A crise da CAPES e o Estado mínimo, por Ion de Andrade

Foto: Reprodução da medida que promove o corte no pagamento de bolsas a pesquisadores e cursos de pós-graduação

Por Ion de Andrade

A hora de descolar a direita universitária da base do governo

A crise orçamentária do Conselho Superior da Coordenação de Aperfeiçoamento de Pessoal de Nível Superior – CAPES (clique aqui para ler no insuspeito G1) teve um papel aniquilador sobre o que restava de base governamental nas universidades.

Não foram poucos os grupos de pesquisa, ou professores individualmente, privilegiados pelos investimentos públicos em Ciência & Tecnologia na era petista, que consideraram que num governo “de iguais” seriam ainda mais privilegiados. Apesar das universidades serem predominantemente críticas ao desmantelamento das políticas públicas, uma parte relevante dos seus quadros aderiram à derrubada de Dilma.

Não é hora para revanches, mas para o diálogo firme quanto à lógica que nos conduziu até aqui para que essa realidade seja devidamente compreendida em toda a sua amplitude e incorporada pelo conjunto da comunidade universitária como um conceito.

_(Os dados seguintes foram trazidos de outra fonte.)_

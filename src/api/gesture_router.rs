use tracing::warn;

use crate::core::PointId;
use crate::error::DrawingResult;
use crate::extensions::DrawingEvent;
use crate::interaction::{DragKind, HitTarget, PointerEvent};

use super::DrawingEngine;

/// Pointer routing: plot-container (global) entry points live only while
/// drawing is enabled; per-element entry points are always live once a
/// shape exists. Erase interpretation wins over drawing at the element
/// level, and only primary-button input drives drawing/erase at all.
impl DrawingEngine {
    /// Plot-container click, active while the drawing listeners are
    /// attached. Records the plot-local click point concrete shape types
    /// consume to place anchors — unless the click falls inside the
    /// post-drag settle window.
    pub fn plot_click(&mut self, event: PointerEvent) {
        if !self.mode.listeners().click {
            return;
        }
        if !usable(event, "plot click") {
            return;
        }
        if !event.button.is_primary() || self.mode.erasing_enabled() {
            return;
        }
        if self.mode.suppresses_click(event.time) {
            return;
        }
        self.click_point = Some(event.point);
    }

    pub fn plot_pointer_down(&mut self, event: PointerEvent) {
        if !self.mode.listeners().pointer_down {
            return;
        }
        if !usable(event, "plot pointer down") {
            return;
        }
        if !event.button.is_primary() || self.mode.erasing_enabled() {
            return;
        }
        self.mode.set_pointer_down(true);
    }

    /// Global pointer-up variant: fires wherever the pointer is released.
    pub fn plot_pointer_up(&mut self, event: PointerEvent) {
        if !self.mode.listeners().pointer_up {
            return;
        }
        if !usable(event, "plot pointer up") {
            return;
        }
        if !event.button.is_primary() || self.mode.erasing_enabled() {
            return;
        }
        self.mode.set_pointer_down(false);
    }

    /// Global pointer-move variant; tracks the live pointer position for
    /// in-progress creations.
    pub fn plot_pointer_move(&mut self, event: PointerEvent) {
        if !self.mode.listeners().pointer_move {
            return;
        }
        if !usable(event, "plot pointer move") {
            return;
        }
        if self.mode.erasing_enabled() {
            return;
        }
        self.move_point = Some(event.point);
    }

    /// Per-element pointer-down. In erase interpretation this deletes the
    /// element's shape outright and skips all drawing logic.
    pub fn element_pointer_down(&mut self, target: HitTarget, event: PointerEvent) {
        if !usable(event, "element pointer down") {
            return;
        }

        match target {
            HitTarget::Stroke { shape } | HitTarget::Fill { shape } => {
                if self.mode.erasing_enabled() {
                    self.erase_shape(shape);
                    return;
                }
                if event.button.is_primary() && self.mode.drawing_enabled() {
                    self.mode.set_pointer_down(true);
                }
                // A fill press also arms its paired outline so both track
                // the same drag.
                if matches!(target, HitTarget::Fill { .. }) {
                    self.emit(DrawingEvent::StrokeSyncDragStarted { shape });
                }
            }
            HitTarget::Handle { .. } => {}
        }
    }

    /// Per-element hover: reveals every handle of the hovered shape.
    pub fn element_pointer_over(&mut self, target: HitTarget) {
        let shape = self.target_shape(target);
        self.visibility.show_for(shape);
        if matches!(target, HitTarget::Fill { .. }) {
            self.emit(DrawingEvent::StrokeHovered { shape });
        }
        self.emit(DrawingEvent::HandlesShown { shape });
        self.behavior.on_pointer_over(&mut self.model);
    }

    /// Per-element hover-out: hides handles unless a drawing or drag is
    /// in progress.
    pub fn element_pointer_out(&mut self, _target: HitTarget) {
        let hidden = self
            .visibility
            .request_hide(self.mode.drawing_enabled(), self.mode.is_dragging());
        if hidden {
            self.emit(DrawingEvent::HandlesHidden);
        }
        self.behavior.on_pointer_out(&mut self.model);
    }

    pub fn element_drag_start(&mut self, target: HitTarget, event: PointerEvent) {
        if !usable(event, "element drag start") {
            return;
        }

        match target {
            HitTarget::Stroke { shape } | HitTarget::Fill { shape } => {
                self.mode.set_pointer_down(true);
                self.mode.begin_drag(DragKind::Shape(shape));
                let mapper = self.model.mapper();
                let result = self.drag.begin_shape_drag(
                    shape,
                    event.point,
                    mapper,
                    &self.model.shapes,
                    &self.model.store,
                );
                if let Err(error) = result {
                    warn!(%error, shape, "shape drag baseline skipped");
                    self.mode.cancel_drag();
                    return;
                }
                self.emit(DrawingEvent::ShapeDragStarted { shape });
            }
            HitTarget::Handle { point } => {
                self.mode.begin_drag(DragKind::Handle(point));
                self.behavior.on_handle_drag_start(&mut self.model);
            }
        }
    }

    /// Continuous drag updates. Whole-shape drags commit once at drag
    /// stop; handle drags reposition their anchor on every update and run
    /// the re-derivation hook.
    pub fn element_dragged(&mut self, target: HitTarget, event: PointerEvent) {
        if !usable(event, "element dragged") {
            return;
        }

        if let HitTarget::Handle { point } = target {
            self.mode.begin_drag(DragKind::Handle(point));
            let mapper = self.model.mapper();
            let moved = self
                .drag
                .drag_handle(point, event.point, mapper, &mut self.model.store);
            match moved {
                Ok(true) => {
                    let shape = self.model.shapes.shape_containing(point, &self.model.store);
                    let corner = self.point_corner(point);
                    self.behavior
                        .on_handle_dragged(&mut self.model, shape, corner.as_deref().unwrap_or(""));
                    self.behavior.update_segment(&mut self.model, shape);
                    self.behavior.update_elements(&mut self.model);
                    self.emit(DrawingEvent::HandleDragged { shape });
                }
                Ok(false) => {}
                Err(error) => warn!(%error, "handle drag skipped"),
            }
        }
    }

    pub fn element_drag_stop(&mut self, target: HitTarget, event: PointerEvent) {
        if !usable(event, "element drag stop") {
            return;
        }

        match target {
            HitTarget::Stroke { shape } | HitTarget::Fill { shape } => {
                self.mode.set_pointer_down(false);
                match self.finish_shape_drag(event) {
                    Ok(_) => {}
                    Err(error) => warn!(%error, shape, "shape drag commit skipped"),
                }
                if matches!(target, HitTarget::Fill { .. }) {
                    self.emit(DrawingEvent::StrokeSyncDragStopped { shape });
                }
                self.emit(DrawingEvent::ShapeDragFinished { shape });
            }
            HitTarget::Handle { point } => {
                self.behavior.on_handle_drag_stop(&mut self.model);
                self.mode.finish_drag(event.time);
                let shape = self.model.shapes.shape_containing(point, &self.model.store);
                self.emit(DrawingEvent::HandleDragFinished { shape });
            }
        }
    }

    /// Per-element click. Erase interpretation deletes the clicked
    /// element's shape; otherwise the click is recorded like a plot click
    /// (subject to the same settle-window suppression).
    pub fn element_click(&mut self, target: HitTarget, event: PointerEvent) {
        if !usable(event, "element click") {
            return;
        }

        if self.mode.erasing_enabled() {
            let shape = self.target_shape(target);
            self.erase_shape(shape);
            return;
        }

        if !event.button.is_primary() {
            return;
        }
        if self.mode.suppresses_click(event.time) {
            return;
        }
        self.click_point = Some(event.point);
    }

    fn finish_shape_drag(&mut self, event: PointerEvent) -> DrawingResult<()> {
        let mapper = self.model.mapper();
        let result = self.drag.finish_shape_drag(
            event.point,
            mapper,
            &self.model.shapes,
            &mut self.model.store,
        );
        // The drag is over either way; a failed commit must not leave the
        // state machine stuck in a drag state.
        self.mode.finish_drag(event.time);
        let moved = result?;

        if let Some(shape) = moved {
            self.behavior.update_segment(&mut self.model, shape);
            self.behavior.update_elements(&mut self.model);
        }
        Ok(())
    }

    fn target_shape(&self, target: HitTarget) -> usize {
        match target {
            HitTarget::Stroke { shape } | HitTarget::Fill { shape } => shape,
            HitTarget::Handle { point } => {
                self.model.shapes.shape_containing(point, &self.model.store)
            }
        }
    }

    fn point_corner(&self, id: PointId) -> Option<String> {
        self.model
            .store
            .get(id)
            .and_then(|point| point.membership.as_ref())
            .map(|membership| membership.corner.clone())
    }
}

fn usable(event: PointerEvent, context: &str) -> bool {
    if event.is_usable() {
        return true;
    }
    warn!(context, "ignoring pointer event with non-finite fields");
    false
}
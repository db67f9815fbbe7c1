use crate::core::interval::{add_interval, round_to_interval};
use crate::core::{TimeAxis, ValueAxis, ValueDisplayMode, Viewport};
use crate::error::{DrawingError, DrawingResult};

/// Bidirectional pixel <-> (time, value) mapping for anchor placement.
///
/// A cheap Copy view over current axis state; conversions are pure and
/// re-read the axes on every call since the host can re-range them
/// between events.
#[derive(Debug, Clone, Copy, PartialEq)]
pub struct CoordinateMapper {
    time_axis: TimeAxis,
    value_axis: ValueAxis,
    viewport: Viewport,
}

impl CoordinateMapper {
    #[must_use]
    pub fn new(time_axis: TimeAxis, value_axis: ValueAxis, viewport: Viewport) -> Self {
        Self {
            time_axis,
            value_axis,
            viewport,
        }
    }

    #[must_use]
    pub fn time_axis(self) -> TimeAxis {
        self.time_axis
    }

    #[must_use]
    pub fn value_axis(self) -> ValueAxis {
        self.value_axis
    }

    #[must_use]
    pub fn viewport(self) -> Viewport {
        self.viewport
    }

    /// Maps a pixel x to a domain time, clamped one millisecond inside the
    /// full axis range so anchors never land on a bucket-ambiguous edge.
    pub fn pixel_to_time(self, x: f64) -> DrawingResult<f64> {
        let raw = self.time_axis.pixel_to_time(x, self.viewport)?;
        Ok(self.clamp_time(raw))
    }

    /// Clamps a time value to `[full_min + 1, full_max - 1]`.
    #[must_use]
    pub fn clamp_time(self, time: f64) -> f64 {
        let (min, max) = self.time_axis.full_range();
        time.clamp(min + 1.0, max - 1.0)
    }

    /// Maps a pixel y to an anchor value, applying the axis display
    /// transform (percent-of-base rescaling) when one is configured.
    pub fn pixel_to_value(self, y: f64) -> DrawingResult<f64> {
        let raw = self.value_axis.pixel_to_value(y, self.viewport)?;
        Ok(self.display_to_value(raw))
    }

    /// Rescales an axis reading into anchor-value space.
    #[must_use]
    pub fn display_to_value(self, raw: f64) -> f64 {
        match self.value_axis.display_mode() {
            ValueDisplayMode::Actual => raw,
            ValueDisplayMode::PercentChange { base_value } => {
                raw / 100.0 * base_value + base_value
            }
        }
    }

    /// Fractional offset of `time` inside its base-interval bucket, in
    /// `[0, 1)`. Stored on anchors so hosts can place them correctly
    /// within a bucket of arbitrary rendered width.
    pub fn fractional_location(self, time: f64) -> DrawingResult<f64> {
        let interval = self.time_axis.base_interval();
        let locale = self.time_axis.locale();

        let open = round_to_interval(time, interval, locale)?;
        let close = add_interval(open, interval, locale)?;
        let span = close - open;
        if !(span > 0.0) {
            return Err(DrawingError::InvalidData(
                "base interval bucket has no width".to_owned(),
            ));
        }

        Ok((time - open) / span)
    }
}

É preciso, sem arrogância ou superioridade, mas com firmeza, explicar a essa base política conservadora imbricada nas instituições científicas que o balão de ensaio do governo que visava prospectar a viabilidade política de aniquilar a ciência nacional é parte integrante do ideário do Estado mínimo, enquanto um tipo de gestão do Estado que tem como lógica o seu desfinanciamento em favor dos grandes grupos do capital financeiro e do capital internacional sempre beneficiados com um bilionário perdão fiscal, enquanto as políticas públicas de interesse nacional se exaurem.

Aquilo que é óbvio para nós, surpreendentemente escapa (e há os que não veem e os que não querem ver) à percepção dessa base da direita que, nesse episódio, se sente traída.

É preciso explicar aos que não vêem e dizer aos que não querem ver que o dinheiro que falta à CAPES é o que foi perdoado ao ITAÚ; é o que foi entregue às grandes petroleiras que hoje dominam o nosso pré-sal; é o que deixou de ser arrecadado com o perdão fiscal concedido ao agronegócio.

É preciso mostrar a esses pesquisadores, que subitamente descobrem que estão do lado de cá, dos prejudicados, e não do lado de lá dos beneficiados com o golpe, que a mão que fere a ciência é a mesma que feriu o SUS com 20 anos de congelamento de recursos, é a mesma que feriu a Assistência Social e reduziu o número de famílias beneficiárias do Bolsa Família, é a mesma que não corrigiu o salário mínimo em níveis suficientes, é a mesma que colocou no forno, para mais tarde, a reforma da previdência, e é a mesma que atrelou o preço do petróleo ao dólar, ao tempo que aumentou a importação de combustíveis do Estados Unidos, produzindo perdas gigantescas de recursos ao país. E que não há um Estado mínimo à la carte que pegue somente os pobres…

A crise orçamentária da CAPES é uma oportunidade importante para mostrar a que veio o Estado mínimo. Não deixemos de aproveitá-la para descolar da base de apoio da direita esses segmentos cujo conhecimento específico de suas áreas é proporcional ao desconhecimento de tudo o que toca à sociedade.

Devolvidos psicologicamente ao que sempre foram, simples trabalhadores especializados; desapeados de uma ilusória condição de elite, que só agora veem que de nada vale, devem ter de nossa parte a disponibilidade (e a paciência…) para o esclarecimento político. Tarefa difícil reconheçamos, pois exige de nós autocontrole e muito estômago.

Mas o desafio é cívico: pelo Brasil!